▶
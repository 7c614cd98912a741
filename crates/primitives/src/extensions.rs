//! Transaction extension traits for cross-primitive operations
//!
//! ## Design Principle
//!
//! Extension traits allow multiple primitives to participate in a single
//! transaction. Each trait provides domain-specific methods that operate
//! on a `TransactionContext`.
//!
//! ## Usage
//!
//! ```rust,ignore
//! use in_mem_primitives::extensions::*;
//!
//! db.transaction(run_id, |txn| {
//!     // KV operation
//!     txn.kv_put("key", value)?;
//!
//!     // Event operation
//!     txn.event_append("type", payload)?;
//!
//!     // State operation
//!     txn.state_cas("cell", version, new_value)?;
//!
//!     // Trace operation
//!     txn.trace_record("ToolCall", metadata)?;
//!
//!     Ok(())
//! })?;
//! ```
//!
//! ## Implementation Note
//!
//! Extension traits DELEGATE to primitive internals - they do NOT
//! reimplement logic. Each trait implementation calls the same
//! internal functions used by the standalone primitive API.
//!
//! This ensures:
//! - Single source of truth for each primitive's logic
//! - Consistent behavior between standalone and transaction APIs
//! - Easier maintenance and testing

use strata_core::{Result, Value};

// Forward declarations - traits are defined here, implementations
// are added in their respective primitive modules.

/// KV operations within a transaction
///
/// Implemented in `kv.rs` (Story #173)
pub trait KVStoreExt {
    /// Get a value by key
    fn kv_get(&mut self, key: &str) -> Result<Option<Value>>;

    /// Put a value
    fn kv_put(&mut self, key: &str, value: Value) -> Result<()>;

    /// Delete a key
    fn kv_delete(&mut self, key: &str) -> Result<()>;
}

/// Event log operations within a transaction
///
/// Implemented in `event_log.rs` (Story #179)
pub trait EventLogExt {
    /// Append an event and return sequence number
    fn event_append(&mut self, event_type: &str, payload: Value) -> Result<u64>;

    /// Read an event by sequence number
    fn event_read(&mut self, sequence: u64) -> Result<Option<Value>>;
}

/// State cell operations within a transaction
///
/// Implemented in `state_cell.rs` (Story #184)
pub trait StateCellExt {
    /// Read current state
    fn state_read(&mut self, name: &str) -> Result<Option<Value>>;

    /// Compare-and-swap update, returns new version
    fn state_cas(&mut self, name: &str, expected_version: u64, new_value: Value) -> Result<u64>;

    /// Unconditional set, returns new version
    fn state_set(&mut self, name: &str, value: Value) -> Result<u64>;
}

/// Trace store operations within a transaction
///
/// Implemented in `trace.rs` (Story #190)
pub trait TraceStoreExt {
    /// Record a trace and return trace ID
    fn trace_record(&mut self, trace_type: &str, metadata: Value) -> Result<String>;

    /// Record a child trace
    fn trace_record_child(
        &mut self,
        parent_id: &str,
        trace_type: &str,
        metadata: Value,
    ) -> Result<String>;
}

// Note: RunIndex does not have an extension trait because run operations
// are typically done outside of cross-primitive transactions. Run lifecycle
// operations (create, complete, fail) are usually standalone operations
// that bookend a series of primitive operations.
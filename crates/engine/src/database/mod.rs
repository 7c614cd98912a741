//! Database struct and open/close logic
//!
//! This module provides the main Database struct that orchestrates:
//! - Storage initialization
//! - WAL opening
//! - Automatic recovery on startup
//! - Transaction API
//!
//! ## Transaction API
//!
//! The Database provides two ways to execute transactions:
//!
//! 1. **Closure API** (recommended): `db.transaction(branch_id, |txn| { ... })`
//!    - Automatic commit on success, abort on error
//!    - Returns the closure's return value
//!
//! 2. **Manual API**: `begin_transaction()` + `commit_transaction()`
//!    - For cases requiring external control over commit timing
//!
//! Per spec Section 4: Implicit transactions wrap legacy-style operations.

mod builder;
mod registry;
mod transactions;

pub use builder::DatabaseBuilder;
pub use registry::OPEN_DATABASES;
pub use transactions::RetryConfig;

use crate::coordinator::TransactionCoordinator;
use crate::transaction::TransactionPool;
use dashmap::DashMap;
use parking_lot::Mutex as ParkingMutex;
use std::any::{Any, TypeId};
use std::path::{Path, PathBuf};
use std::sync::atomic::{AtomicBool, Ordering};
use std::sync::Arc;
use strata_concurrency::{RecoveryCoordinator, TransactionContext};
use strata_core::types::{BranchId, Key};
use strata_core::StrataError;
use strata_core::{StrataResult, VersionedValue};
use strata_durability::codec::IdentityCodec;
use strata_durability::wal::{DurabilityMode, WalConfig, WalWriter};
use strata_storage::ShardedStore;
use tracing::info;

// ============================================================================
// Persistence Mode (Storage/Durability Split)
// ============================================================================

/// Controls where data is stored (orthogonal to durability)
///
/// This enum distinguishes between truly in-memory (ephemeral) databases
/// and disk-backed databases. This is orthogonal to `DurabilityMode`,
/// which controls WAL sync behavior.
///
/// # Persistence vs Durability
///
/// | PersistenceMode | DurabilityMode | Behavior |
/// |-----------------|----------------|----------|
/// | Ephemeral | (ignored) | No files, data lost on drop |
/// | Disk | Cache | Files created, no fsync |
/// | Disk | Standard | Files created, periodic fsync |
/// | Disk | Always | Files created, immediate fsync |
///
/// # Use Cases
///
/// - **Ephemeral**: Unit tests, caching, temporary computations
/// - **Disk + Cache**: Integration tests (fast, isolated, but files exist)
/// - **Disk + Standard**: Production workloads
/// - **Disk + Always**: Audit logs, critical data
#[derive(Debug, Clone, Copy, PartialEq, Eq)]
pub(crate) enum PersistenceMode {
    /// No disk files at all - data exists only in memory
    ///
    /// - No directories created
    /// - No WAL file
    /// - No recovery possible
    /// - Data lost when database is dropped
    ///
    /// Use for unit tests, caching, and truly ephemeral data.
    Ephemeral,

    /// Data stored on disk (temp or user-specified path)
    ///
    /// Creates directories and WAL file. Data can survive crashes
    /// depending on the `DurabilityMode`.
    Disk,
}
◀
Retype the data precisely.

WRITTEN RESPONSE
repository 7c614cd98912a741
filename crates/primitives/src/extensions.rs
//! Transaction extension traits for cross-primitive operations
//!
//! ## Design Principle
//!
//! Extension traits allow multiple primitives to participate in a single
//! transaction. Each trait provides domain-specific methods that operate
//! on a `TransactionContext`.
//!
//! ## Usage
//!
//! ```rust,ignore
//! use in_mem_primitives::extensions::*;
//!
//! db.transaction(run_id, |txn| {
//!     // KV operation
//!     txn.kv_put("key", value)?;
//!
//!     // Event operation
//!     txn.event_append("type", payload)?;
//!
//!     // State operation
//!     txn.state_cas("cell", version, new_value)?;
//!
//!     // Trace operation
//!     txn.trace_record("ToolCall", metadata)?;
//!
//!     Ok(())
//! })?;
//! ```
//!
//! ## Implementation Note
//!
//! Extension traits DELEGATE to primitive internals - they do NOT
//! reimplement logic. Each trait implementation calls the same
//! internal functions used by the standalone primitive API.
//!
//! This ensures:
//! - Single source of truth for each primitive's logic
//! - Consistent behavior between standalone and transaction APIs
//! - Easier maintenance and testing

use strata_core::{Result, Value};

// Forward declarations - traits are defined here, implementations
// are added in their respective primitive modules.

/// KV operations within a transaction
///
/// Implemented in `kv.rs` (Story #173)
pub trait KVStoreExt {
    /// Get a value by key
    fn kv_get(&mut self, key: &str) -> Result<Option<Value>>;

    /// Put a value
    fn kv_put(&mut self, key: &str, value: Value) -> Result<()>;

    /// Delete a key
    fn kv_delete(&mut self, key: &str) -> Result<()>;
}

/// Event log operations within a transaction
///
/// Implemented in `event_log.rs` (Story #179)
pub trait EventLogExt {
    /// Append an event and return sequence number
    fn event_append(&mut self, event_type: &str, payload: Value) -> Result<u64>;

    /// Read an event by sequence number
    fn event_read(&mut self, sequence: u64) -> Result<Option<Value>>;
}

/// State cell operations within a transaction
///
/// Implemented in `state_cell.rs` (Story #184)
pub trait StateCellExt {
    /// Read current state
    fn state_read(&mut self, name: &str) -> Result<Option<Value>>;

    /// Compare-and-swap update, returns new version
    fn state_cas(&mut self, name: &str, expected_version: u64, new_value: Value) -> Result<u64>;

    /// Unconditional set, returns new version
    fn state_set(&mut self, name: &str, value: Value) -> Result<u64>;
}

/// Trace store operations within a transaction
///
/// Implemented in `trace.rs` (Story #190)
pub trait TraceStoreExt {
    /// Record a trace and return trace ID
    fn trace_record(&mut self, trace_type: &str, metadata: Value) -> Result<String>;

    /// Record a child trace
    fn trace_record_child(
        &mut self,
        parent_id: &str,
        trace_type: &str,
        metadata: Value,
    ) -> Result<String>;
}

// Note: RunIndex does not have an extension trait because run operations
// are typically done outside of cross-primitive transactions. Run lifecycle
// operations (create, complete, fail) are usually standalone operations
// that bookend a series of primitive operations.
filename crates/engine/src/database/mod.rs
repository 7c614cd98912a741
//! Database struct and open/close logic
//!
//! This module provides the main Database struct that orchestrates:
//! - Storage initialization
//! - WAL opening
//! - Automatic recovery on startup
//! - Transaction API
//!
//! ## Transaction API
//!
//! The Database provides two ways to execute transactions:
//!
//! 1. **Closure API** (recommended): `db.transaction(branch_id, |txn| { ... })`
//!    - Automatic commit on success, abort on error
//!    - Returns the closure's return value
//!
//! 2. **Manual API**: `begin_transaction()` + `commit_transaction()`
//!    - For cases requiring external control over commit timing
//!
//! Per spec Section 4: Implicit transactions wrap legacy-style operations.

mod builder;
mod registry;
mod transactions;

pub use builder::DatabaseBuilder;
pub use registry::OPEN_DATABASES;
pub use transactions::RetryConfig;

use crate::coordinator::TransactionCoordinator;
use crate::transaction::TransactionPool;
use dashmap::DashMap;
use parking_lot::Mutex as ParkingMutex;
use std::any::{Any, TypeId};
use std::path::{Path, PathBuf};
use std::sync::atomic::{AtomicBool, Ordering};
use std::sync::Arc;
use strata_concurrency::{RecoveryCoordinator, TransactionContext};
use strata_core::types::{BranchId, Key};
use strata_core::StrataError;
use strata_core::{StrataResult, VersionedValue};
use strata_durability::codec::IdentityCodec;
use strata_durability::wal::{DurabilityMode, WalConfig, WalWriter};
use strata_storage::ShardedStore;
use tracing::info;

// ============================================================================
// Persistence Mode (Storage/Durability Split)
// ============================================================================

/// Controls where data is stored (orthogonal to durability)
///
/// This enum distinguishes between truly in-memory (ephemeral) databases
/// and disk-backed databases. This is orthogonal to `DurabilityMode`,
/// which controls WAL sync behavior.
///
/// # Persistence vs Durability
///
/// | PersistenceMode | DurabilityMode | Behavior |
/// |-----------------|----------------|----------|
/// | Ephemeral | (ignored) | No files, data lost on drop |
/// | Disk | Cache | Files created, no fsync |
/// | Disk | Standard | Files created, periodic fsync |
/// | Disk | Always | Files created, immediate fsync |
///
/// # Use Cases
///
/// - **Ephemeral**: Unit tests, caching, temporary computations
/// - **Disk + Cache**: Integration tests (fast, isolated, but files exist)
/// - **Disk + Standard**: Production workloads
/// - **Disk + Always**: Audit logs, critical data
#[derive(Debug, Clone, Copy, PartialEq, Eq)]
pub(crate) enum PersistenceMode {
    /// No disk files at all - data exists only in memory
    ///
    /// - No directories created
    /// - No WAL file
    /// - No recovery possible
    /// - Data lost when database is dropped
    ///
    /// Use for unit tests, caching, and truly ephemeral data.
    Ephemeral,

    /// Data stored on disk (temp or user-specified path)
    ///
    /// Creates directories and WAL file. Data can survive crashes
    /// depending on the `DurabilityMode`.
    Disk,
}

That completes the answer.